Selon un sondage CSA réalisé pour l'Uniopss et la Macif, trois quart des français estiment qu'ils pourraient être touchés par la précarité. Dans un telle situation ils accorderaient d'abord leur confiance à leur famille puis aux associations de solidarité.

Les plus inquiets sont les moins aisés

Les actifs (82 %) et les catégories populaires (87 %) ressentent plus fortement la crainte de se retrouver un jour dans la précarité.

Dans ce sondage, 58 % des Français affirment que s'ils étaient en situation de précarité ils se tourneraient d'abord vers la famille et 40 % vers une association de solidarité.
Seulement 34 % des sondés auraient recours aux collectivités locales et 17 % à l'Etat.
Les premiers acteurs de confiance cités pour agir efficacement face aux difficultés causées par la crise sont les associations (67 %) avant les initiatives des citoyens (62 %).
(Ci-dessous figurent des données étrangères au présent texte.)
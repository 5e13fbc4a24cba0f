//! Per-size stock bookkeeping.
//!
//! Stock is taken when a payment is confirmed and given back when a
//! confirmed order is cancelled. Both directions go through
//! [`apply_stock_delta`], and writes are guarded by the product's
//! `version` column.

use chrono::Utc;
use sea_orm::{sea_query::Expr, ColumnTrait, ConnectionTrait, EntityTrait, QueryFilter};
use tracing::{debug, instrument, warn};
use uuid::Uuid;

use crate::entities::order_item;
use crate::entities::product::{self, Entity as ProductEntity, SizeStock};
use crate::errors::ServiceError;

const MAX_STOCK_RETRIES: usize = 3;

/// Stock columns of a product after a change
#[derive(Debug, Clone, PartialEq, Eq)]
pub struct StockLevels {
    pub sizes: SizeStock,
    pub sold_count: i32,
    pub remaining_stock: i32,
}

/// Computes the product's stock after moving `delta` units of `size`.
///
/// Negative deltas sell stock, positive deltas return it. Products without
/// a size breakdown only track the aggregate counters. Returned stock for a
/// size the product no longer offers only moves the aggregates.
pub fn apply_stock_delta(
    product: &product::Model,
    size: Option<&str>,
    delta: i32,
) -> Result<StockLevels, ServiceError> {
    let mut sizes = product.sizes.clone();

    if !sizes.0.is_empty() {
        let entry = size.and_then(|size| {
            sizes
                .0
                .iter_mut()
                .find(|entry| entry.size.eq_ignore_ascii_case(size))
        });

        match entry {
            Some(entry) => {
                let next = entry.stock + delta;
                if next < 0 {
                    return Err(ServiceError::InsufficientStock(format!(
                        "{} (size {}): {} left, {} requested",
                        product.name, entry.size, entry.stock, -delta
                    )));
                }
                entry.stock = next;
            }
            None if delta > 0 => {
                warn!(
                    product_id = %product.id,
                    size = size.unwrap_or("-"),
                    "size no longer offered; restoring aggregate stock only"
                );
            }
            None => {
                return Err(match size {
                    Some(size) => ServiceError::ValidationError(format!(
                        "Size {} is not available for {}",
                        size, product.name
                    )),
                    None => ServiceError::ValidationError(format!(
                        "A size is required for {}",
                        product.name
                    )),
                });
            }
        }
    }

    let sold_count = (product.sold_count - delta).max(0);
    let remaining_stock = product.total_stock - sold_count;
    if remaining_stock < 0 {
        return Err(ServiceError::InsufficientStock(format!(
            "{}: {} left, {} requested",
            product.name, product.remaining_stock, -delta
        )));
    }

    Ok(StockLevels {
        sizes,
        sold_count,
        remaining_stock,
    })
}

/// True for errors that mean the order's items cannot be taken from stock
pub fn is_stock_shortfall(error: &ServiceError) -> bool {
    matches!(
        error,
        ServiceError::InsufficientStock(_) | ServiceError::ValidationError(_)
    )
}

/// Applies a stock delta to one product with an optimistic version check.
///
/// A product that no longer exists is skipped.
#[instrument(skip(conn))]
pub async fn adjust_stock<C: ConnectionTrait>(
    conn: &C,
    product_id: Uuid,
    size: Option<&str>,
    delta: i32,
) -> Result<(), ServiceError> {
    for attempt in 1..=MAX_STOCK_RETRIES {
        let Some(product) = ProductEntity::find_by_id(product_id).one(conn).await? else {
            warn!(%product_id, "product no longer exists; stock not adjusted");
            return Ok(());
        };

        let levels = apply_stock_delta(&product, size, delta)?;

        let result = ProductEntity::update_many()
            .col_expr(product::Column::Sizes, Expr::value(levels.sizes))
            .col_expr(product::Column::SoldCount, Expr::value(levels.sold_count))
            .col_expr(
                product::Column::RemainingStock,
                Expr::value(levels.remaining_stock),
            )
            .col_expr(product::Column::Version, Expr::value(product.version + 1))
            .col_expr(product::Column::UpdatedAt, Expr::value(Utc::now()))
            .filter(product::Column::Id.eq(product_id))
            .filter(product::Column::Version.eq(product.version))
            .exec(conn)
            .await?;

        if result.rows_affected == 1 {
            debug!(%product_id, delta, "stock adjusted");
            return Ok(());
        }

        warn!(%product_id, attempt, "stock version conflict, retrying");
    }

    Err(ServiceError::ConcurrentModification(product_id))
}

/// Takes stock for every line of an order
pub async fn deduct_for_items<C: ConnectionTrait>(
    conn: &C,
    items: &[order_item::Model],
) -> Result<(), ServiceError> {
    for item in items {
        adjust_stock(conn, item.product_id, item.size.as_deref(), -item.quantity).await?;
    }
    Ok(())
}

/// Returns stock for every line of an order
pub async fn restore_for_items<C: ConnectionTrait>(
    conn: &C,
    items: &[order_item::Model],
) -> Result<(), ServiceError> {
    for item in items {
        adjust_stock(conn, item.product_id, item.size.as_deref(), item.quantity).await?;
    }
    Ok(())
}

#[cfg(test)]
mod tests {
    use super::*;
    use crate::entities::product::{ProductImages, SizeStockEntry};
    use assert_matches::assert_matches;
    use rust_decimal_macros::dec;

    fn product(sizes: Vec<(&str, i32)>) -> product::Model {
        let now = Utc::now();
        let total: i32 = sizes.iter().map(|(_, stock)| stock).sum();
        product::Model {
            id: Uuid::new_v4(),
            name: "Kente Shirt".into(),
            price: dec!(200),
            images: ProductImages(vec![]),
            sizes: SizeStock(
                sizes
                    .into_iter()
                    .map(|(size, stock)| SizeStockEntry {
                        size: size.into(),
                        stock,
                    })
                    .collect(),
            ),
            total_stock: total,
            sold_count: 0,
            remaining_stock: total,
            is_active: true,
            version: 1,
            created_at: now,
            updated_at: now,
        }
    }

    #[test]
    fn deduction_reduces_only_the_chosen_size() {
        let p = product(vec![("M", 5), ("L", 3)]);
        let levels = apply_stock_delta(&p, Some("M"), -2).unwrap();
        assert_eq!(levels.sizes.0[0].stock, 3);
        assert_eq!(levels.sizes.0[1].stock, 3);
        assert_eq!(levels.sold_count, 2);
        assert_eq!(levels.remaining_stock, 6);
    }

    #[test]
    fn deduct_then_restore_is_identity() {
        let mut p = product(vec![("M", 5), ("L", 3)]);
        let taken = apply_stock_delta(&p, Some("L"), -3).unwrap();
        p.sizes = taken.sizes;
        p.sold_count = taken.sold_count;
        p.remaining_stock = taken.remaining_stock;

        let restored = apply_stock_delta(&p, Some("L"), 3).unwrap();
        assert_eq!(restored.sizes.0[1].stock, 3);
        assert_eq!(restored.sold_count, 0);
        assert_eq!(restored.remaining_stock, 8);
    }

    #[test]
    fn overselling_a_size_fails() {
        let p = product(vec![("M", 1)]);
        assert_matches!(
            apply_stock_delta(&p, Some("M"), -2),
            Err(ServiceError::InsufficientStock(_))
        );
    }

    #[test]
    fn unknown_size_is_rejected() {
        let p = product(vec![("M", 1)]);
        assert_matches!(
            apply_stock_delta(&p, Some("XXL"), -1),
            Err(ServiceError::ValidationError(_))
        );
    }

    #[test]
    fn unsized_products_track_aggregates() {
        let mut p = product(vec![]);
        p.total_stock = 4;
        p.remaining_stock = 4;
        let levels = apply_stock_delta(&p, None, -1).unwrap();
        assert!(levels.sizes.0.is_empty());
        assert_eq!(levels.remaining_stock, 3);
        assert_eq!(levels.sold_count, 1);
    }

    #[test]
    fn restoring_a_removed_size_moves_only_aggregates() {
        let mut p = product(vec![("43", 4)]);
        p.total_stock = 6;
        p.sold_count = 2;
        p.remaining_stock = 4;
        let levels = apply_stock_delta(&p, Some("42"), 2).unwrap();
        assert_eq!(levels.sizes.0.len(), 1);
        assert_eq!(levels.sizes.0[0].stock, 4);
        assert_eq!(levels.sold_count, 0);
        assert_eq!(levels.remaining_stock, 6);
    }

    #[test]
    fn restoring_an_unsized_line_on_a_sized_product_succeeds() {
        let mut p = product(vec![("M", 1)]);
        p.sold_count = 1;
        p.remaining_stock = 0;
        assert!(apply_stock_delta(&p, None, 1).is_ok());
        assert_matches!(
            apply_stock_delta(&p, None, -1),
            Err(ServiceError::ValidationError(_))
        );
    }

    #[test]
    fn sold_count_floors_at_zero_and_remaining_follows_it() {
        let mut p = product(vec![]);
        p.total_stock = 10;
        p.sold_count = 1;
        // drifted counters are realigned from total minus sold
        p.remaining_stock = 3;
        let levels = apply_stock_delta(&p, None, 3).unwrap();
        assert_eq!(levels.sold_count, 0);
        assert_eq!(levels.remaining_stock, 10);
    }

    #[test]
    fn size_match_is_case_insensitive() {
        let p = product(vec![("XL", 2)]);
        assert!(apply_stock_delta(&p, Some("xl"), -1).is_ok());
    }
}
Dominique Balmary, président de l'Uniopss, nous dit :

"Face à ces constats, il est urgent de restaurer l'image de la solidarité institutionnelle qui est une composante du pacte social français. [...] Il faut répéter aux français que si leur pays ne s'est pas enfoncé dans la pauvreté autant que certains de ses voisins, c'est parce que son système social est protecteur".

 

Les résultats du sondage sont disponibles en cliquant ci-dessous : Téléchargez le document ici en Pdf

 

Sondage réalisé pour l'Uniopss et la Macif par Internet du 18 au 20 décembre. Il a été effectué sur un échantillon de 990 personnes représentatif de la population française, âgé de 18 ans et plus (méthode des quotas employée).